Em Portugal, a Navitagor, antiga Portucel Industrial, apesar do seu atrativo dividendo com uma rentabilidade à volta dos 10%, viu a cotação ser penalizada nas sessões seguintes ao referendo em quase 10%. Uma parte das suas exportações é para o Reino Unido e, caso este entre em recessão ou sejam colocados entraves à livre circulação de mercadorias, a Navigator verá as suas receitas decrescer. A par do setor bancário, as empresas mais expostas ao comércio internacional têm sido as mais penalizadas. O BCP referiu que até o calendário para a venda do Novo Banco não será o melhor devido à incerteza gerada no mercado pelo "Brexit".
O Credit Suisse espera uma nova ronda de "Quantitative Easing" (QE) no montante de 75 mil milhões de libras. Em virtude do défice comercial do Reino Unido ser de 7% do PIB, dos mais elevados do mundo desenvolvido, está bastante dependente do fluxo de capitais. A dimensão da recessão dependerá desse fluxo e será menos expressiva caso o fluxo de capitais não diminua significativamente.
Apesar de correções orçamentais em diversos países da Europa e do esforço do BCE para ganhar tempo com a sua política monetária, as reformas nalguns Estados nunca foram realizadas e sem estas, o estado social, o menor peso do Estado e um menor efeito do "crowding-out" que liberte as empresas para novos investimentos, com uma menor carga fiscal, não poderão ser garantidos.
As políticas monetárias expansionistas dos bancos centrais, serão ajustadas mais cedo ou mais tarde. As taxas de juro negativas causam vários problemas ao débil setor bancário. O QE foi um instrumento utilizado nos EUA e no Reino Unido com reconhecido sucesso mas estes países apresentam uma dinâmica económica diferente, mais favorável do que a da Zona Euro e do Japão, além de terem começado o QE muito mais cedo.
O Reino Unido tem um crescimento populacional apreciável, uma forte dinâmica financeira e petróleo. Uma situação muito idêntica à dos EUA e que dá a estes países um dinamismo económico que não adveio de nenhum QE. O mesmo não poderemos dizer da União Europeia (UE) que continua com o envelhecimento da população e sem petróleo, um espelho do que se passa no Japão. Na UE e no Japão não existe nenhum QE que possa comprar tempo suficiente para mudar a demografia e gerar inflação. As políticas monetárias dos bancos centrais acabam por ser estéreis, contribuindo para alimentar bolhas bolsistas e imobiliárias.

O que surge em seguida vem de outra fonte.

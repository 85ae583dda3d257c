use axum::http::StatusCode;
use axum::response::{IntoResponse, Response};
use tracing::error;

use service::errors::ServiceError;

/// Maps service failures onto the HTTP surface: BadRequest and NotFound
/// become 400/404 with empty bodies, anything fatal a bare 500.
#[derive(Debug)]
pub struct ApiError(pub ServiceError);

impl From<ServiceError> for ApiError {
    fn from(err: ServiceError) -> Self {
        Self(err)
    }
}

impl IntoResponse for ApiError {
    fn into_response(self) -> Response {
        match self.0 {
            ServiceError::BadRequest(_) => StatusCode::BAD_REQUEST.into_response(),
            ServiceError::NotFound(_) => StatusCode::NOT_FOUND.into_response(),
            ServiceError::Db(detail) => {
                error!(error = %detail, "service failure");
                StatusCode::INTERNAL_SERVER_ERROR.into_response()
            }
        }
    }
}
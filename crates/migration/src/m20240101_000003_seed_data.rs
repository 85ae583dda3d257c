//! Seed the store with its initial roster: 11 players and one leaderboard
//! entry for each of players 1-10 (entry N has games_played = N and
//! total_score = 100 * N).
//!
//! Rows are inserted with explicit ids, so on Postgres the identity
//! sequences are advanced afterwards; SQLite tracks explicit rowids on its
//! own.
use sea_orm_migration::prelude::*;
use sea_orm_migration::sea_orm::{ConnectionTrait, DbBackend};

#[derive(DeriveMigrationName)]
pub struct Migration;

const PLAYERS: [(i64, &str, &str, &str); 11] = [
    (1, "Richard", "Parkin", "richard.parkin@email.co.uk"),
    (2, "Adam", "Smith", "adam.smith@email.co.uk"),
    (3, "Jonathan", "Rhodes", "jonathan.rhodes@email.co.uk"),
    (4, "Sylvia", "Sansom", "sylvia.sansom@email.co.uk"),
    (5, "Alex", "Westby", "alex.westby@email.co.uk"),
    (6, "Matthew", "Hull", "richardparkin@email.co.uk"),
    (7, "David", "Jones", "david.jones@email.co.uk"),
    (8, "Jimmy", "Rigley", "jimmy.rigley@email.co.uk"),
    (9, "Judge", "Judy", "judge.judy@email.co.uk"),
    (10, "Pete", "Castle", "pete.castle@email.co.uk"),
    (11, "Barry", "Scott", "barry.scott@email.co.uk"),
];

#[async_trait::async_trait]
impl MigrationTrait for Migration {
    async fn up(&self, manager: &SchemaManager) -> Result<(), DbErr> {
        let mut players = Query::insert()
            .into_table(Player::Table)
            .columns([Player::Id, Player::FirstName, Player::LastName, Player::Email])
            .to_owned();
        for (id, first, last, email) in PLAYERS {
            players.values_panic([id.into(), first.into(), last.into(), email.into()]);
        }
        manager.exec_stmt(players).await?;

        let mut entries = Query::insert()
            .into_table(LeaderboardEntry::Table)
            .columns([
                LeaderboardEntry::Id,
                LeaderboardEntry::PlayerId,
                LeaderboardEntry::GamesPlayed,
                LeaderboardEntry::TotalScore,
            ])
            .to_owned();
        for n in 1..=10i64 {
            entries.values_panic([n.into(), n.into(), n.into(), (100 * n).into()]);
        }
        manager.exec_stmt(entries).await?;

        if manager.get_database_backend() == DbBackend::Postgres {
            let conn = manager.get_connection();
            conn.execute_unprepared(
                "SELECT setval(pg_get_serial_sequence('player', 'id'), (SELECT MAX(id) FROM player))",
            )
            .await?;
            conn.execute_unprepared(
                "SELECT setval(pg_get_serial_sequence('leaderboard_entry', 'id'), (SELECT MAX(id) FROM leaderboard_entry))",
            )
            .await?;
        }

        Ok(())
    }

    async fn down(&self, manager: &SchemaManager) -> Result<(), DbErr> {
        manager
            .exec_stmt(
                Query::delete()
                    .from_table(LeaderboardEntry::Table)
                    .cond_where(Expr::col(LeaderboardEntry::Id).lte(10))
                    .to_owned(),
            )
            .await?;
        manager
            .exec_stmt(
                Query::delete()
                    .from_table(Player::Table)
                    .cond_where(Expr::col(Player::Id).lte(11))
                    .to_owned(),
            )
            .await
    }
}

#[derive(DeriveIden)]
enum Player { Table, Id, FirstName, LastName, Email }

#[derive(DeriveIden)]
enum LeaderboardEntry { Table, Id, PlayerId, GamesPlayed, TotalScore }
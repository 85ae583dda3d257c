use sea_orm::entity::prelude::*;
use serde::{Deserialize, Serialize};

#[derive(Clone, Debug, PartialEq, DeriveEntityModel, Serialize, Deserialize)]
#[sea_orm(table_name = "player")]
pub struct Model {
    #[sea_orm(primary_key)]
    pub id: i64,
    pub first_name: String,
    pub last_name: String,
    #[sea_orm(unique)]
    pub email: String,
}

#[derive(Copy, Clone, Debug, EnumIter)]
pub enum Relation {
    LeaderboardEntry,
}

impl RelationTrait for Relation {
    fn def(&self) -> RelationDef {
        match self {
            Relation::LeaderboardEntry => {
                Entity::has_many(crate::leaderboard_entry::Entity).into()
            }
        }
    }
}

impl Related<crate::leaderboard_entry::Entity> for Entity {
    fn to() -> RelationDef {
        Relation::LeaderboardEntry.def()
    }
}

impl ActiveModelBehavior for ActiveModel {}
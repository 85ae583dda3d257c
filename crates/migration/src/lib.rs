//! Migrator registering entity-specific migrations in dependency order.
//! Seed data follows the tables it fills; indexes are applied last.
pub use sea_orm_migration::prelude::*;

mod m20240101_000001_create_player;
mod m20240101_000002_create_leaderboard_entry;
mod m20240101_000003_seed_data;
mod m20240101_000004_add_indexes;

pub struct Migrator;

#[async_trait::async_trait]
impl MigratorTrait for Migrator {
    fn migrations() -> Vec<Box<dyn MigrationTrait>> {
        vec![
            Box::new(m20240101_000001_create_player::Migration),
            Box::new(m20240101_000002_create_leaderboard_entry::Migration),
            Box::new(m20240101_000003_seed_data::Migration),
            // Indexes should always be applied last
            Box::new(m20240101_000004_add_indexes::Migration),
        ]
    }
}
use thiserror::Error;

use models::errors::ModelError;

/// Failures a service may report. `BadRequest` and `NotFound` map to their
/// HTTP namesakes; `Db` is the fatal category and surfaces as a server
/// error.
#[derive(Debug, Error)]
pub enum ServiceError {
    #[error("bad request: {0}")]
    BadRequest(String),
    #[error("not found: {0}")]
    NotFound(String),
    #[error("database error: {0}")]
    Db(String),
}

impl ServiceError {
    pub fn not_found(entity: &str) -> Self {
        Self::NotFound(format!("{} not found", entity))
    }

    pub fn bad_request(reason: impl Into<String>) -> Self {
        Self::BadRequest(reason.into())
    }
}

impl From<ModelError> for ServiceError {
    fn from(err: ModelError) -> Self {
        match err {
            ModelError::Validation(msg) => Self::BadRequest(msg),
        }
    }
}
use std::sync::Arc;

use axum::{
    routing::{get, post},
    Json, Router,
};
use sea_orm::DatabaseConnection;
use tower_http::{
    cors::CorsLayer,
    trace::{DefaultMakeSpan, DefaultOnFailure, DefaultOnRequest, DefaultOnResponse, TraceLayer},
};
use tracing::Level;
use utoipa::OpenApi;
use utoipa_swagger_ui::SwaggerUi;

use common::types::Health;
use service::leaderboard::{LeaderboardService, SeaOrmLeaderboardRepository};
use service::players::{PlayersService, SeaOrmPlayersRepository};

pub mod leaderboard;
pub mod players;

/// Shared handler state: the two services wired to their SeaORM
/// repositories over the same connection pool.
#[derive(Clone)]
pub struct AppState {
    pub players: Arc<PlayersService<SeaOrmPlayersRepository>>,
    pub leaderboard: Arc<LeaderboardService<SeaOrmLeaderboardRepository>>,
}

impl AppState {
    pub fn new(db: DatabaseConnection) -> Self {
        let players = Arc::new(PlayersService::new(Arc::new(SeaOrmPlayersRepository {
            db: db.clone(),
        })));
        let leaderboard = Arc::new(LeaderboardService::new(Arc::new(
            SeaOrmLeaderboardRepository { db },
        )));
        Self { players, leaderboard }
    }
}

#[utoipa::path(
    get, path = "/health", tag = "health",
    responses((status = 200, description = "Service is up"))
)]
pub async fn health() -> Json<Health> {
    Json(Health { status: "ok" })
}

/// Build the full application router: health, players, leaderboard, docs.
pub fn build_router(cors: CorsLayer, state: AppState) -> Router {
    Router::new()
        .route("/health", get(health))
        .route("/api/Players", get(players::list).post(players::create))
        .route(
            "/api/Players/:id",
            get(players::get).put(players::update).delete(players::delete),
        )
        .route(
            "/api/Leaderboard",
            get(leaderboard::list_top).post(leaderboard::create),
        )
        .route("/api/Leaderboard/scores", post(leaderboard::post_score))
        .route(
            "/api/Leaderboard/:id",
            get(leaderboard::get)
                .put(leaderboard::update)
                .delete(leaderboard::delete),
        )
        .with_state(state)
        .merge(
            SwaggerUi::new("/swagger-ui")
                .url("/api-docs/openapi.json", crate::openapi::ApiDoc::openapi()),
        )
        .layer(cors)
        .layer(
            TraceLayer::new_for_http()
                .make_span_with(DefaultMakeSpan::new().level(Level::INFO).include_headers(false))
                .on_request(DefaultOnRequest::new().level(Level::INFO))
                .on_response(DefaultOnResponse::new().level(Level::INFO).include_headers(false))
                .on_failure(DefaultOnFailure::new().level(Level::ERROR)),
        )
}
use dotenvy::dotenv;
use tracing::{error, info};
use uuid::Uuid;

fn init_logging() {
    // Load .env early so RUST_LOG and friends take effect
    dotenv().ok();
    common::utils::logging::init_logging_default();
    info!(service = "server", event = "logger_init", "tracing subscriber initialized");
}

fn main() -> std::process::ExitCode {
    init_logging();

    let service_id = Uuid::new_v4();
    let pid = std::process::id();
    let version = env!("CARGO_PKG_VERSION");

    // Panic hook: log through tracing so crashes show up in the same stream
    std::panic::set_hook(Box::new({
        let service_id = service_id;
        move |info| {
            error!(
                service = "server",
                event = "panic",
                %service_id,
                pid,
                message = %info,
                "unhandled panic occurred"
            );
        }
    }));

    // Thread count from config.toml, then TOKIO_WORKER_THREADS
    let worker_threads = match configs::AppConfig::load_and_validate() {
        Ok(cfg) => cfg.server.worker_threads,
        Err(_) => std::env::var("TOKIO_WORKER_THREADS")
            .ok()
            .and_then(|v| v.parse::<usize>().ok()),
    };

    let mut builder = tokio::runtime::Builder::new_multi_thread();
    builder.enable_all();
    if let Some(w) = worker_threads {
        builder.worker_threads(w);
    }

    let rt = match builder.build() {
        Ok(rt) => rt,
        Err(e) => {
            error!(service = "server", event = "runtime_build_failed", error = %e, "failed to build tokio runtime");
            return std::process::ExitCode::FAILURE;
        }
    };

    info!(
        service = "server",
        event = "start",
        %service_id,
        pid,
        version,
        threads = worker_threads.unwrap_or_default(),
        "leaderboard api starting"
    );

    rt.block_on(async move {
        let server_task = tokio::spawn(async move {
            if let Err(e) = server::run().await {
                error!(service = "server", event = "run_failed", error = %e, "server::run returned error");
                Err(e)
            } else {
                Ok(())
            }
        });

        tokio::select! {
            res = server_task => {
                match res {
                    Ok(Ok(())) => {
                        info!(service = "server", event = "stop", %service_id, pid, "server stopped normally");
                        std::process::ExitCode::SUCCESS
                    }
                    Ok(Err(_)) => std::process::ExitCode::FAILURE,
                    Err(e) => {
                        error!(service = "server", event = "task_join_error", error = %e, "server task join error");
                        std::process::ExitCode::FAILURE
                    }
                }
            }
            _ = tokio::signal::ctrl_c() => {
                info!(service = "server", event = "shutdown_signal", %service_id, pid, "received Ctrl+C, shutting down");
                std::process::ExitCode::SUCCESS
            }
        }
    })
}
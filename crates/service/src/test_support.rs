#![cfg(test)]
use migration::MigratorTrait;
use sea_orm::{Database, DatabaseConnection};

/// Fresh in-memory SQLite store, migrated and therefore carrying the seed
/// roster (11 players, entries for players 1-10).
pub async fn seeded_db() -> Result<DatabaseConnection, anyhow::Error> {
    let db = Database::connect("sqlite::memory:").await?;
    migration::Migrator::up(&db, None).await?;
    Ok(db)
}
use utoipa::OpenApi;
use utoipa::ToSchema;

#[derive(ToSchema)]
pub struct HealthResponse {
    pub status: String,
}

#[derive(ToSchema)]
#[schema(as = PlayerRecord, rename_all = "camelCase")]
pub struct PlayerRecordDoc {
    pub id: Option<i64>,
    pub first_name: String,
    pub last_name: String,
    pub email: String,
}

#[derive(ToSchema)]
#[schema(as = LeaderboardEntryRecord, rename_all = "camelCase")]
pub struct LeaderboardEntryRecordDoc {
    pub id: Option<i64>,
    pub player_id: i64,
    pub games_played: Option<i64>,
    pub total_score: Option<i64>,
}

#[derive(ToSchema)]
#[schema(as = NewScore, rename_all = "camelCase")]
pub struct NewScoreDoc {
    pub player_id: i64,
    pub total_score: i64,
}

#[derive(OpenApi)]
#[openapi(
    paths(
        crate::routes::health,
        crate::routes::players::list,
        crate::routes::players::get,
        crate::routes::players::create,
        crate::routes::players::update,
        crate::routes::players::delete,
        crate::routes::leaderboard::list_top,
        crate::routes::leaderboard::get,
        crate::routes::leaderboard::create,
        crate::routes::leaderboard::update,
        crate::routes::leaderboard::post_score,
        crate::routes::leaderboard::delete,
    ),
    components(
        schemas(
            HealthResponse,
            PlayerRecordDoc,
            LeaderboardEntryRecordDoc,
            NewScoreDoc,
        )
    ),
    tags(
        (name = "health"),
        (name = "players"),
        (name = "leaderboard")
    )
)]
pub struct ApiDoc;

A globalização trouxe crescimento a muitas economias e subidas significativas dos mercados bolsistas não só dos países emergentes, mas também das praças europeias e norte-americanas. O S&P 500 subiu cerca de 400% desde 1992. Proporcionou-nos bens e serviços mais baratos e de melhor qualidade. Nas últimas décadas a economia chinesa passou de um peso residual a nível mundial de 2% para os atuais 16%. Adam Smith ensinou-nos as vantagens absolutas do comércio internacional. David Ricardo, nas vantagens comparadas, demonstrou que mesmo que um país não fosse competitivo em nada, deveria especializar-se na produção dos bens e dos serviços onde for mais produtivo. A globalização é um "win-win". O "Brexit" poderá ser um "loose-loose", quer para o Reino Unido quer para a UE.
Em suma, apesar dos mercados acionistas estarem relativamente caros, do abrandamento nos EUA, da preocupante dívida do Estado Chinês, entre outros catalisadores que podem penalizar o desempenho das economias e das bolsas a nível mundial, o “Brexit” só tomaria as proporções de um “Lehman Brothers” caso se efetivasse e espoletasse uma desagregação do Reino unido e da União Europeia, seguida de um retrocesso no comércio europeu e mundial.